The Bangalow Hotel has 19 poker machines in operation and entitlements for more. Hotels around the State are permitted to have up to 30 machines in operation. Profits from those machines are for private use by an owner and not required to be re-invested back into the community or facilities, however legislation requires Norths Collective and other similarly structured profit-for-purpose clubs across NSW to re-invest in venues and communities — we exist purely to run clubs for the people they serve. 

More than 53,000 people are employed by clubs across the State. At present, the Bangalow Bowlo provides direct employment opportunities for close to 30 local community members. The connection with suppliers sees this employment benefit increase even further. 

Norths Collective alone contributes toward $2 million annually in cash and in-kind support across the numerous communities it operates within. This level of support is far in excess of what they may be obligated to provide under the NSW ClubGRANTS scheme every year. 

We are proud of being able to offer the Bangalow Bowlo a viable pathway that will see the community club thrive for many years to come and not simply survive day-to-day at risk of closure with building issues and limited trading hours being a constant concern for management. 

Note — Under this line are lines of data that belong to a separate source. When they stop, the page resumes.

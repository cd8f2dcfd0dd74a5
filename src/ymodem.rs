//! YMODEM-CRC sender (module C5).
//!
//! Sender-only implementation of YMODEM with 1024-byte data blocks and a
//! CRC-16 trailer (no checksum fallback, no 'G' mode) — spec §4.5. A
//! fresh [`YmodemSender`] is built per image; it owns no state across
//! files, matching §9's note to treat payload templates as freshly
//! constructed buffers rather than mutated shared state.

use std::collections::VecDeque;
use std::time::Instant;

use thiserror::Error;
use tokio::time::sleep;

use crate::constants::{
    YMODEM_ACK, YMODEM_ACK_TIMEOUT, YMODEM_BLOCK_DEADLINE, YMODEM_C, YMODEM_C_WAIT_DEADLINE,
    YMODEM_EOT, YMODEM_LONG_DATA_LEN, YMODEM_NAK, YMODEM_SHORT_DATA_LEN, YMODEM_SOH, YMODEM_STX,
};
use crate::crc::crc16;
use crate::transport::SerialTransport;

#[derive(Debug, Error, PartialEq, Eq, Clone)]
pub enum YmodemError {
    #[error("timed out waiting for the receiver's 'C' start byte")]
    CWaitTimeout,

    #[error("block {0} was not acknowledged within the per-block deadline")]
    BlockTimeout(u8),

    #[error("finish block was never acknowledged")]
    FinishFailed,

    #[error("transport I/O error: {0}")]
    TransportIo(String),
}

/// Outcome of one ACK/NAK wait cycle (spec §4.5 "ACK discipline").
enum AckOutcome {
    Ack,
    Nak,
    Timeout,
}

/// Bytes read from the transport but not yet consumed by the current
/// wait — carried across stages of one `send()` call so that, e.g., an
/// ACK byte delivered alongside the 'C' start byte in the same read
/// isn't dropped on the floor.
struct InputBuffer {
    pending: VecDeque<u8>,
}

impl InputBuffer {
    fn new() -> Self {
        InputBuffer {
            pending: VecDeque::new(),
        }
    }

    async fn fill(&mut self, transport: &mut dyn SerialTransport) -> Result<(), YmodemError> {
        let bytes = transport
            .read_available()
            .await
            .map_err(|e| YmodemError::TransportIo(e.to_string()))?;
        self.pending.extend(bytes);
        Ok(())
    }

    fn take_byte(&mut self) -> Option<u8> {
        self.pending.pop_front()
    }
}

pub struct YmodemSender;

impl Default for YmodemSender {
    fn default() -> Self {
        Self::new()
    }
}

impl YmodemSender {
    pub fn new() -> Self {
        YmodemSender
    }

    /// Sends `data` as a single YMODEM-CRC file named `name`: waits for
    /// 'C', sends block 0, then 1024-byte data blocks, EOT, and the
    /// all-zero finish block.
    pub async fn send(
        &self,
        transport: &mut dyn SerialTransport,
        name: &str,
        data: &[u8],
    ) -> Result<(), YmodemError> {
        let mut input = InputBuffer::new();

        wait_for_c(transport, &mut input).await?;

        let block0 = build_block0(name, data.len());
        send_block_with_retry(transport, &mut input, &block0, 0).await?;

        for (i, chunk) in data.chunks(YMODEM_LONG_DATA_LEN).enumerate() {
            let seq = ((i + 1) % 256) as u8;
            let block = build_data_block(seq, chunk);
            send_block_with_retry(transport, &mut input, &block, seq).await?;
        }

        send_eot(transport, &mut input).await?;

        let finish = build_finish_block();
        send_block_with_retry(transport, &mut input, &finish, 0)
            .await
            .map_err(|_| YmodemError::FinishFailed)?;

        Ok(())
    }
}

/// Waits up to 5 s for the receiver's `'C'` start byte (spec §4.5 step 1).
/// Any bytes read alongside it that aren't the 'C' itself are kept in
/// `input` for the next stage rather than discarded.
async fn wait_for_c(
    transport: &mut dyn SerialTransport,
    input: &mut InputBuffer,
) -> Result<(), YmodemError> {
    let deadline = Instant::now() + YMODEM_C_WAIT_DEADLINE;
    while Instant::now() < deadline {
        if let Some(byte) = input.take_byte() {
            if byte == YMODEM_C {
                return Ok(());
            }
            continue;
        }
        input.fill(transport).await?;
        if input.pending.is_empty() {
            sleep(std::time::Duration::from_millis(1)).await;
        }
    }
    Err(YmodemError::CWaitTimeout)
}

/// Builds YMODEM block 0: file name, a NUL, then the hex size string
/// (`"0xNNN"`), zero-padded to 128 data bytes (spec §4.5 step 2).
///
/// `pub(crate)` so other modules' tests (e.g. the orchestrator's
/// scripted-device test) can build the expected byte-exact transcript
/// from the same code that produces it, rather than duplicating it.
pub(crate) fn build_block0(name: &str, size: usize) -> Vec<u8> {
    let mut data = vec![0u8; YMODEM_SHORT_DATA_LEN];
    let mut cursor = 0;
    for &b in name.as_bytes() {
        if cursor >= YMODEM_SHORT_DATA_LEN {
            break;
        }
        data[cursor] = b;
        cursor += 1;
    }
    if cursor < YMODEM_SHORT_DATA_LEN {
        data[cursor] = 0x00;
        cursor += 1;
    }
    let size_str = format!("0x{size:X}");
    for &b in size_str.as_bytes() {
        if cursor >= YMODEM_SHORT_DATA_LEN {
            break;
        }
        data[cursor] = b;
        cursor += 1;
    }

    frame_short_block(0, &data)
}

/// Builds a 1024-byte data block numbered `seq`, zero-padding the final
/// short chunk (spec §4.5 step 3).
pub(crate) fn build_data_block(seq: u8, chunk: &[u8]) -> Vec<u8> {
    let mut data = vec![0u8; YMODEM_LONG_DATA_LEN];
    data[..chunk.len()].copy_from_slice(chunk);
    frame_long_block(seq, &data)
}

/// Builds the all-zero finish block (spec §4.5 step 5).
pub(crate) fn build_finish_block() -> Vec<u8> {
    let data = vec![0u8; YMODEM_SHORT_DATA_LEN];
    frame_short_block(0, &data)
}

fn frame_short_block(seq: u8, data: &[u8]) -> Vec<u8> {
    debug_assert_eq!(data.len(), YMODEM_SHORT_DATA_LEN);
    frame_block(YMODEM_SOH, seq, data)
}

fn frame_long_block(seq: u8, data: &[u8]) -> Vec<u8> {
    debug_assert_eq!(data.len(), YMODEM_LONG_DATA_LEN);
    frame_block(YMODEM_STX, seq, data)
}

fn frame_block(marker: u8, seq: u8, data: &[u8]) -> Vec<u8> {
    let mut block = Vec::with_capacity(3 + data.len() + 2);
    block.push(marker);
    block.push(seq);
    block.push(!seq);
    block.extend_from_slice(data);
    let crc = crc16(data);
    block.push((crc >> 8) as u8);
    block.push((crc & 0xFF) as u8);
    block
}

/// Transmits `block` until ACK is received or the 30 s per-block deadline
/// expires, waiting up to 1.5 s per attempt for ACK/NAK (spec §4.5).
async fn send_block_with_retry(
    transport: &mut dyn SerialTransport,
    input: &mut InputBuffer,
    block: &[u8],
    seq: u8,
) -> Result<(), YmodemError> {
    let deadline = Instant::now() + YMODEM_BLOCK_DEADLINE;
    loop {
        if Instant::now() >= deadline {
            return Err(YmodemError::BlockTimeout(seq));
        }
        transport
            .write(block)
            .await
            .map_err(|e| YmodemError::TransportIo(e.to_string()))?;

        match wait_ack(transport, input).await? {
            AckOutcome::Ack => return Ok(()),
            AckOutcome::Nak | AckOutcome::Timeout => continue,
        }
    }
}

/// Sends EOT and retries until ACK; no overall deadline (spec §4.5 step 4).
async fn send_eot(
    transport: &mut dyn SerialTransport,
    input: &mut InputBuffer,
) -> Result<(), YmodemError> {
    loop {
        transport
            .write(&[YMODEM_EOT])
            .await
            .map_err(|e| YmodemError::TransportIo(e.to_string()))?;
        if matches!(wait_ack(transport, input).await?, AckOutcome::Ack) {
            return Ok(());
        }
    }
}

/// Reads bytes for up to 1.5 s, returning the first ACK/NAK seen
/// (spec §4.5 "ACK discipline").
async fn wait_ack(
    transport: &mut dyn SerialTransport,
    input: &mut InputBuffer,
) -> Result<AckOutcome, YmodemError> {
    let deadline = Instant::now() + YMODEM_ACK_TIMEOUT;
    while Instant::now() < deadline {
        if let Some(byte) = input.take_byte() {
            if byte == YMODEM_ACK {
                return Ok(AckOutcome::Ack);
            }
            if byte == YMODEM_NAK {
                return Ok(AckOutcome::Nak);
            }
            continue;
        }
        input.fill(transport).await?;
        if input.pending.is_empty() {
            sleep(std::time::Duration::from_millis(1)).await;
        }
    }
    Ok(AckOutcome::Timeout)
}

#[cfg(test)]
mod tests {
    use super::*;
    use crate::transport::MockTransport;

    #[test]
    fn block0_layout_matches_golden_bytes() {
        // spec §8 scenario 5: name="boot", size=2048.
        let block = build_block0("boot", 2048);
        assert_eq!(block.len(), 133);
        assert_eq!(block[0], YMODEM_SOH);
        assert_eq!(block[1], 0x00);
        assert_eq!(block[2], 0xFF);
        assert_eq!(&block[3..14], b"boot\x000x800\x00");
        let crc = crc16(&block[3..131]);
        assert_eq!(block[131], (crc >> 8) as u8);
        assert_eq!(block[132], (crc & 0xFF) as u8);
    }

    #[test]
    fn data_block_invariants_hold() {
        let chunk = vec![0x42u8; 500];
        let block = build_data_block(7, &chunk);
        assert_eq!(block.len(), 1029);
        assert_eq!(block[0], YMODEM_STX);
        assert_eq!(block[1], 7);
        assert_eq!((block[1] as u16 + block[2] as u16) & 0xFF, 0xFF);
        let crc = crc16(&block[3..1027]);
        let stored = ((block[1027] as u16) << 8) | block[1028] as u16;
        assert_eq!(crc, stored);
    }

    #[test]
    fn finish_block_is_idempotent() {
        let a = build_finish_block();
        let b = build_finish_block();
        assert_eq!(a, b);
    }

    #[tokio::test]
    async fn sends_small_file_end_to_end() {
        let mut transport = MockTransport::new();
        transport.queue_rx_data(&[YMODEM_C]);
        transport.queue_rx_data(&[YMODEM_ACK]); // block 0
        transport.queue_rx_data(&[YMODEM_ACK]); // data block 1
        transport.queue_rx_data(&[YMODEM_ACK]); // EOT
        transport.queue_rx_data(&[YMODEM_ACK]); // finish block

        let sender = YmodemSender::new();
        let data = vec![0xAAu8; 10];
        let result = sender.send(&mut transport, "app", &data).await;
        assert!(result.is_ok());

        let tx = transport.get_tx_data();
        assert_eq!(tx[0], YMODEM_SOH);
    }
}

As we have demonstrated elsewhere across many unique, diverse communities, we can help shape that future in a way that respects the proud traditions of the Club and the broader community. Our track record with partnerships of this kind speaks for itself. We have never amalgamated with a club, only to close it and sell off the assets. We have instead chosen to invest millions of dollars in all our venues over the past few years to make them more attractive, relevant, welcoming spaces for our members and local communities.